Pour Carlo Sommaruga le vandalisme, c'est la faute à Blocher

Et les manifs avec le vandalisme à Genève sous prétexte du G8 réuni à Evian en 2003? Carlo Sommaruga était alors peut-être en vacances à Cuba?

Ce socialiste qui voit des nazillons partout, soutient le régime communiste de Castro et honore Che "Carnecito" Guevara. Au cas où Sommaruga ne l'aurait pas remarqué, Cuba est une dictature au profit de Castro et sa clique, qui serait responsable, selon Trial.ch, de plus de 15'000 assassinats: Guevara d'une centaine seulement. Toujours les Droits de l'Homme à deux vitesses!


UDC : De la haine et de la violence

8 octobre 2007 - http://www.carlosommaruga.ch/spip.php?article201

Le peuple suisse estomaqué et le monde interloqué découvrent une Suisse où la lutte politique en arrive à la violence physique : désordre urbain, agressions physiques, incendie, dommages pour des dizaines de milliers de francs. Evènements incroyables et inimaginables. Chacun les croyait réservés aux banlieues ghettoïsées aux tensions sociales extrêmes de Paris, Marseille, Londres ou Liverpool. Tout à coup cette violence déboule ici. Elle se répend entre les deux symboles de la capitale helvétique : la place fédérale et la fosse aux ours. Qui plus est, elle est le fait de jeune suisses bien de chez nous. Comment en est-on arrivé là ?


Les propos xénophobes et racistes « udcistes », le comportement de caudillo de son leader Christoph Blocher, les attaques blocheriennes aux institutions de l’Etat de droit, la remise en cause de la séparation des pouvoirs, le mensonge comme méthode de communication d’un membre du gouvernement (samedi encore sur la prétendue absence d’informations sur les risques de la manifestation UDC), ce sont là des violences symboliques quotidiennes qui s’étalent en crescendo depuis des mois dans le paysage politique suisse. Ces violences ne génèrent pas de flammes ou de dommages, ni d’images télévisuelles de choc. Elles sont nettement plus pernicieuses. Elles brûlent la raison, cassent les cœurs et détruise le ciment social, biens inestimables qui fondent la démocratie et le bien vivre ensemble. Ces violences symboliques développent la haine sociale et attisent la réponse physique violente de ceux qui n’ont pas accès au pouvoir de communication et aux mobilisations de masse par l’argent.

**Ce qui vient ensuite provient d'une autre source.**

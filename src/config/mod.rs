//! Configuration module for OrderDesk
//!
//! This module provides configuration management including:
//! - XDG-compliant path resolution
//! - User settings persistence

pub mod paths;
pub mod settings;

pub use paths::OrderdeskPaths;
pub use settings::{ExportRetention, ExportSettings, Settings};
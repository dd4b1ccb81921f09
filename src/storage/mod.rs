//! Storage layer for OrderDesk
//!
//! Orders and line items live in one table set behind a lock. Writes run as
//! transactions: the closure works on a private copy which is persisted with
//! an atomic write and swapped in only if the closure succeeds.

pub mod artifacts;
pub mod file_io;
pub mod line_items;
pub mod orders;
pub mod query;
pub mod tables;

pub use artifacts::{validate_artifact_name, ArtifactInfo, ArtifactStore, FsArtifactStore};
pub use file_io::{read_json, write_bytes_atomic, write_json_atomic, write_path_atomic};
pub use line_items::LineItemStore;
pub use orders::OrderStore;
pub use query::{Criteria, Direction, Operator, Paginated, Pagination, Sort, Value};
pub use tables::Tables;

use std::sync::{RwLock, RwLockReadGuard, RwLockWriteGuard};

use tracing::debug;

use crate::config::paths::OrderdeskPaths;
use crate::error::{OrderError, OrderResult};

/// Both repositories, as handed to a read or transaction closure
pub trait Repositories: OrderStore + LineItemStore {}

impl<T: OrderStore + LineItemStore> Repositories for T {}

/// Transactional access to the repositories
pub trait Datastore: Sync {
    /// Run a read-only closure against a consistent view
    fn read<T>(&self, f: impl FnOnce(&dyn Repositories) -> OrderResult<T>) -> OrderResult<T>;

    /// Run a closure as one write transaction.
    ///
    /// Everything the closure wrote is committed when it returns `Ok`, and
    /// discarded when it returns `Err`.
    fn transaction<T>(
        &self,
        f: impl FnOnce(&mut dyn Repositories) -> OrderResult<T>,
    ) -> OrderResult<T>;
}

/// Main storage coordinator
pub struct Storage {
    paths: Option<OrderdeskPaths>,
    tables: RwLock<Tables>,
}

impl Storage {
    /// Open the store under the given paths, loading any saved data
    pub fn new(paths: OrderdeskPaths) -> Result<Self, OrderError> {
        paths.ensure_directories()?;
        let tables = Tables::load(&paths.store_file())?;

        Ok(Self {
            paths: Some(paths),
            tables: RwLock::new(tables),
        })
    }

    /// A store that never touches the disk
    pub fn in_memory() -> Self {
        Self {
            paths: None,
            tables: RwLock::new(Tables::new()),
        }
    }

    /// Get the paths configuration, if the store is on disk
    pub fn paths(&self) -> Option<&OrderdeskPaths> {
        self.paths.as_ref()
    }

    /// Discard the in-memory state and load it again from disk
    pub fn reload(&self) -> Result<(), OrderError> {
        if let Some(paths) = &self.paths {
            let loaded = Tables::load(&paths.store_file())?;
            *self.write_tables()? = loaded;
        }
        Ok(())
    }

    fn read_tables(&self) -> Result<RwLockReadGuard<'_, Tables>, OrderError> {
        self.tables
            .read()
            .map_err(|e| OrderError::Storage(format!("Failed to acquire read lock: {}", e)))
    }

    fn write_tables(&self) -> Result<RwLockWriteGuard<'_, Tables>, OrderError> {
        self.tables
            .write()
            .map_err(|e| OrderError::Storage(format!("Failed to acquire write lock: {}", e)))
    }
}

impl Datastore for Storage {
    fn read<T>(&self, f: impl FnOnce(&dyn Repositories) -> OrderResult<T>) -> OrderResult<T> {
        let tables = self.read_tables()?;
        f(&*tables)
    }

    fn transaction<T>(
        &self,
        f: impl FnOnce(&mut dyn Repositories) -> OrderResult<T>,
    ) -> OrderResult<T> {
        // Held until the end of the transaction, so writers are serialized
        let mut tables = self.write_tables()?;
        let mut working = tables.clone();

        match f(&mut working) {
            Ok(value) => {
                if let Some(paths) = &self.paths {
                    working.save(&paths.store_file())?;
                }
                *tables = working;
                debug!(
                    orders = tables.order_count(),
                    line_items = tables.line_item_count(),
                    "transaction committed"
                );
                Ok(value)
            }
            Err(e) => {
                debug!(error = %e, "transaction rolled back");
                Err(e)
            }
        }
    }
}
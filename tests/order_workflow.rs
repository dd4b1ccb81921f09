//! End-to-end order workflow against the on-disk store

use std::collections::HashSet;
use std::io::Cursor;

use calamine::{Data, Reader, Xlsx};
use chrono::{NaiveDate, NaiveDateTime};
use tempfile::TempDir;

use orderdesk::config::OrderdeskPaths;
use orderdesk::export::{CancelToken, ExportService};
use orderdesk::models::{LineItemInput, Money, OrderInput};
use orderdesk::services::{OrderQuery, OrderTransactionService};
use orderdesk::storage::{ArtifactStore, Datastore, FsArtifactStore, LineItemStore, Storage};
use orderdesk::ErrorKind;

fn day(d: u32) -> NaiveDate {
    NaiveDate::from_ymd_opt(2024, 5, d).unwrap()
}

fn noon(d: u32) -> NaiveDateTime {
    day(d).and_hms_opt(12, 0, 0).unwrap()
}

fn open(temp_dir: &TempDir) -> (Storage, FsArtifactStore) {
    let paths = OrderdeskPaths::with_base_dir(temp_dir.path().to_path_buf());
    let artifacts = FsArtifactStore::new(paths.exports_dir());
    (Storage::new(paths).unwrap(), artifacts)
}

fn two_items(customer: &str) -> OrderInput {
    OrderInput::new(customer, day(1))
        .with_item(LineItemInput::new("Widget", 2, Money::from_cents(1050)))
        .with_item(LineItemInput::new("Gadget", 3, Money::from_cents(199)))
}

#[test]
fn concurrent_creates_get_distinct_numbers() {
    let temp_dir = TempDir::new().unwrap();
    let (storage, _) = open(&temp_dir);
    let service = OrderTransactionService::new(&storage);

    let numbers: Vec<String> = std::thread::scope(|scope| {
        let handles: Vec<_> = (0..8)
            .map(|n| {
                let service = &service;
                scope.spawn(move || {
                    service
                        .create_on(&two_items(&format!("Customer {}", n)), day(1))
                        .unwrap()
                        .order_no
                        .to_string()
                })
            })
            .collect();
        handles.into_iter().map(|h| h.join().unwrap()).collect()
    });

    let distinct: HashSet<_> = numbers.iter().collect();
    assert_eq!(distinct.len(), 8);
    for sequence in 1..=8 {
        assert!(numbers.contains(&format!("INV20240501{:04}", sequence)));
    }
}

#[test]
fn grand_total_matches_line_items_after_every_write() {
    let temp_dir = TempDir::new().unwrap();
    let (storage, _) = open(&temp_dir);
    let service = OrderTransactionService::new(&storage);

    let order = service.create_on(&two_items("Acme"), day(1)).unwrap();
    assert_eq!(order.grand_total, Money::from_cents(2 * 1050 + 3 * 199));

    let items = service.find(order.id).unwrap().line_items;
    let edit = OrderInput::new("Acme", day(1))
        .with_item(LineItemInput::existing(items[1].id, "Gadget", 1, Money::from_cents(199)));
    let updated = service.update(order.id, &edit).unwrap();

    let stored_sum: Money = storage
        .read(|repos| repos.line_items_of(order.id))
        .unwrap()
        .iter()
        .map(|item| item.subtotal)
        .sum();
    assert_eq!(updated.grand_total, stored_sum);
    assert_eq!(updated.grand_total, Money::from_cents(199));
}

#[test]
fn pagination_over_twenty_five_orders() {
    let temp_dir = TempDir::new().unwrap();
    let (storage, _) = open(&temp_dir);
    let service = OrderTransactionService::new(&storage);
    for n in 0..25 {
        service
            .create_on(&OrderInput::new(format!("C{}", n), day(1)), day(1))
            .unwrap();
    }

    let page = service.list(&OrderQuery::new().page(3).per_page(10)).unwrap();
    assert_eq!(page.items.len(), 5);
    assert_eq!(page.total, 25);
    assert_eq!(page.last_page, 3);
    assert_eq!(page.current_page, 3);

    let beyond = service.list(&OrderQuery::new().page(4).per_page(10)).unwrap();
    assert!(beyond.items.is_empty());
    assert_eq!(beyond.total, 25);
}

#[test]
fn data_survives_reopening_the_store() {
    let temp_dir = TempDir::new().unwrap();
    let order_id = {
        let (storage, _) = open(&temp_dir);
        let service = OrderTransactionService::new(&storage);
        service.create_on(&two_items("Acme"), day(1)).unwrap().id
    };

    let (storage, _) = open(&temp_dir);
    let service = OrderTransactionService::new(&storage);
    let detail = service.find(order_id).unwrap();
    assert_eq!(detail.order.customer_name, "Acme");
    assert_eq!(detail.line_items.len(), 2);

    // The sequence continues from the persisted orders
    let next = service.create_on(&two_items("Globex"), day(1)).unwrap();
    assert_eq!(next.order_no.to_string(), "INV202405010002");
}

#[test]
fn failed_update_leaves_store_unchanged_on_disk() {
    let temp_dir = TempDir::new().unwrap();
    let (storage, _) = open(&temp_dir);
    let service = OrderTransactionService::new(&storage);
    let mine = service.create_on(&two_items("Mine"), day(1)).unwrap();
    let theirs = service.create_on(&two_items("Theirs"), day(1)).unwrap();
    let foreign = service.find(theirs.id).unwrap().line_items[0].id;

    let edit = OrderInput::new("Renamed", day(9))
        .with_item(LineItemInput::existing(foreign, "Stolen", 1, Money::zero()));
    let err = service.update(mine.id, &edit).unwrap_err();
    assert_eq!(err.kind(), ErrorKind::Validation);

    let (reopened, _) = open(&temp_dir);
    let service = OrderTransactionService::new(&reopened);
    assert_eq!(service.find(mine.id).unwrap().order.customer_name, "Mine");
}

#[test]
fn delete_removes_order_and_line_items() {
    let temp_dir = TempDir::new().unwrap();
    let (storage, _) = open(&temp_dir);
    let service = OrderTransactionService::new(&storage);
    let order = service.create_on(&two_items("Acme"), day(1)).unwrap();
    let item_id = service.find(order.id).unwrap().line_items[0].id;

    service.delete(order.id).unwrap();

    assert_eq!(service.find(order.id).unwrap_err().kind(), ErrorKind::NotFound);
    assert!(storage
        .read(|repos| repos.find_line_item(item_id))
        .unwrap_err()
        .is_not_found());
    assert_eq!(service.delete(order.id).unwrap_err().kind(), ErrorKind::NotFound);
}

#[test]
fn export_writes_both_sheets_and_downloads() {
    let temp_dir = TempDir::new().unwrap();
    let (storage, artifacts) = open(&temp_dir);
    let orders = OrderTransactionService::new(&storage);
    for name in ["Acme", "Globex", "Initech"] {
        orders.create_on(&two_items(name), day(1)).unwrap();
    }

    let exports = ExportService::new(&storage, &artifacts);
    let summary = exports.export_at(noon(1), &CancelToken::new()).unwrap();
    assert_eq!(summary.file_name, "orders_export_20240501_120000.xlsx");
    assert_eq!(summary.order_rows, 3);
    assert_eq!(summary.line_item_rows, 6);

    let bytes = exports.download(&summary.file_name).unwrap();
    assert_eq!(bytes, artifacts.get(&summary.file_name).unwrap());

    let mut workbook: Xlsx<_> = Xlsx::new(Cursor::new(bytes)).unwrap();
    let sheet = workbook.worksheet_range("Orders").unwrap();
    assert_eq!(sheet.height(), 4);
    assert_eq!(sheet.get((1, 1)), Some(&Data::String("Acme".into())));
    assert_eq!(sheet.get((1, 2)), Some(&Data::String("01-05-2024".into())));

    let sheet = workbook.worksheet_range("Order Product").unwrap();
    assert_eq!(sheet.height(), 7);
    assert_eq!(sheet.get((0, 4)), Some(&Data::String("Subtotal".into())));
    assert_eq!(sheet.get((1, 0)), Some(&Data::String("INV202405010001".into())));
    assert_eq!(sheet.get((1, 4)), Some(&Data::Float(21.0)));

    assert_eq!(
        exports.download("orders_export_19990101_000000.xlsx").unwrap_err().kind(),
        ErrorKind::NotFound
    );
}

#[test]
fn cancelled_export_leaves_no_file() {
    let temp_dir = TempDir::new().unwrap();
    let (storage, artifacts) = open(&temp_dir);
    OrderTransactionService::new(&storage)
        .create_on(&two_items("Acme"), day(1))
        .unwrap();

    let cancel = CancelToken::new();
    cancel.cancel();
    let exports = ExportService::new(&storage, &artifacts);
    let err = exports.export_at(noon(1), &cancel).unwrap_err();

    assert_eq!(err.kind(), ErrorKind::Cancelled);
    assert!(exports.list().unwrap().is_empty());
}

#[test]
fn repeated_exports_are_pruned() {
    let temp_dir = TempDir::new().unwrap();
    let (storage, artifacts) = open(&temp_dir);
    let exports = ExportService::new(&storage, &artifacts);

    for d in [1, 2, 8] {
        exports.export_at(noon(d), &CancelToken::new()).unwrap();
    }
    assert_eq!(exports.list().unwrap().len(), 3);

    // Exports from the 1st and 2nd are past the seven day limit by the 13th
    let summary = exports.export_at(noon(13), &CancelToken::new()).unwrap();
    assert_eq!(summary.pruned.len(), 2);
    let names: Vec<_> = exports.list().unwrap().into_iter().map(|f| f.name).collect();
    assert_eq!(
        names,
        vec![
            "orders_export_20240513_120000.xlsx".to_string(),
            "orders_export_20240508_120000.xlsx".to_string(),
        ]
    );
}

La condamnation indiscutable des actes de violence physique doit dès lors avoir lieu avec la même sévérité que celle qui doit présider à la sanction des actes de violence symbolique et institutionnelle.

A défaut, la classe politique oublie les fondamentaux de la démocratie et fait le jeu des populistes en stimulant au passage les peurs dont ces derniers s’enivrent.

Il est temps que les partis de la droite démocratique cessent de jouer avec les populistes haineux. Il est temps de prendre conscience que la défense des institutions passe par la rupture de l’alliance avec l’UDC. L’appel au « sursaut républicain » du vice président du Parti radical le jour même des confrontations bernoises est une farce s’il n’est pas accompagné d’actes tangibles reconnaissables par les électrices et les électeurs, comme l’annonce de la non-réélection de Christoph Blocher au Conseil fédéral.

Rappelons qu’en France, lors de la menace lepéniste aux élections présidentielles de 2002, dans le cadre l’appel au sursaut républicain lancé par les forces de droite comme de gauche, les socialistes avaient invité à voter pour l’adversaire démocratique Jacques Chirac.
Aujourd’hui en Suisse, la situation exige des partis de la droite une réaction de même nature. L’annonce de la non réélection du tribun populiste en est une.

A défaut, notre démocratie et notre espace de libre d’expression n’auront pas fini d’être malmenés : chaque excès générant un autre excès, auxquels succèderont les appels des biens pensants à une surveillance accrue, à une répression plus musclée, etc. Refrain connu.

Il est plus que nécessaire que MM. Pelli, Bender, Gutzwiller et tous les candidats radicaux en alliance avec l’UDC relisent rapidement la magnifique et prémonitoire œuvre théâtrale de Max Frisch « Bierdermann et les incendiaires ».

Rappelons en conclusion que les Socialistes, à l’instar de la Présidente de la Confédération, Madame Micheline Calmy-Rey, sont depuis fort longtemps dans le camp de la raison, de la défense des institutions et de la cohésion sociale comme de la justice sociale. Les électrices et les électeurs doivent en être conscients.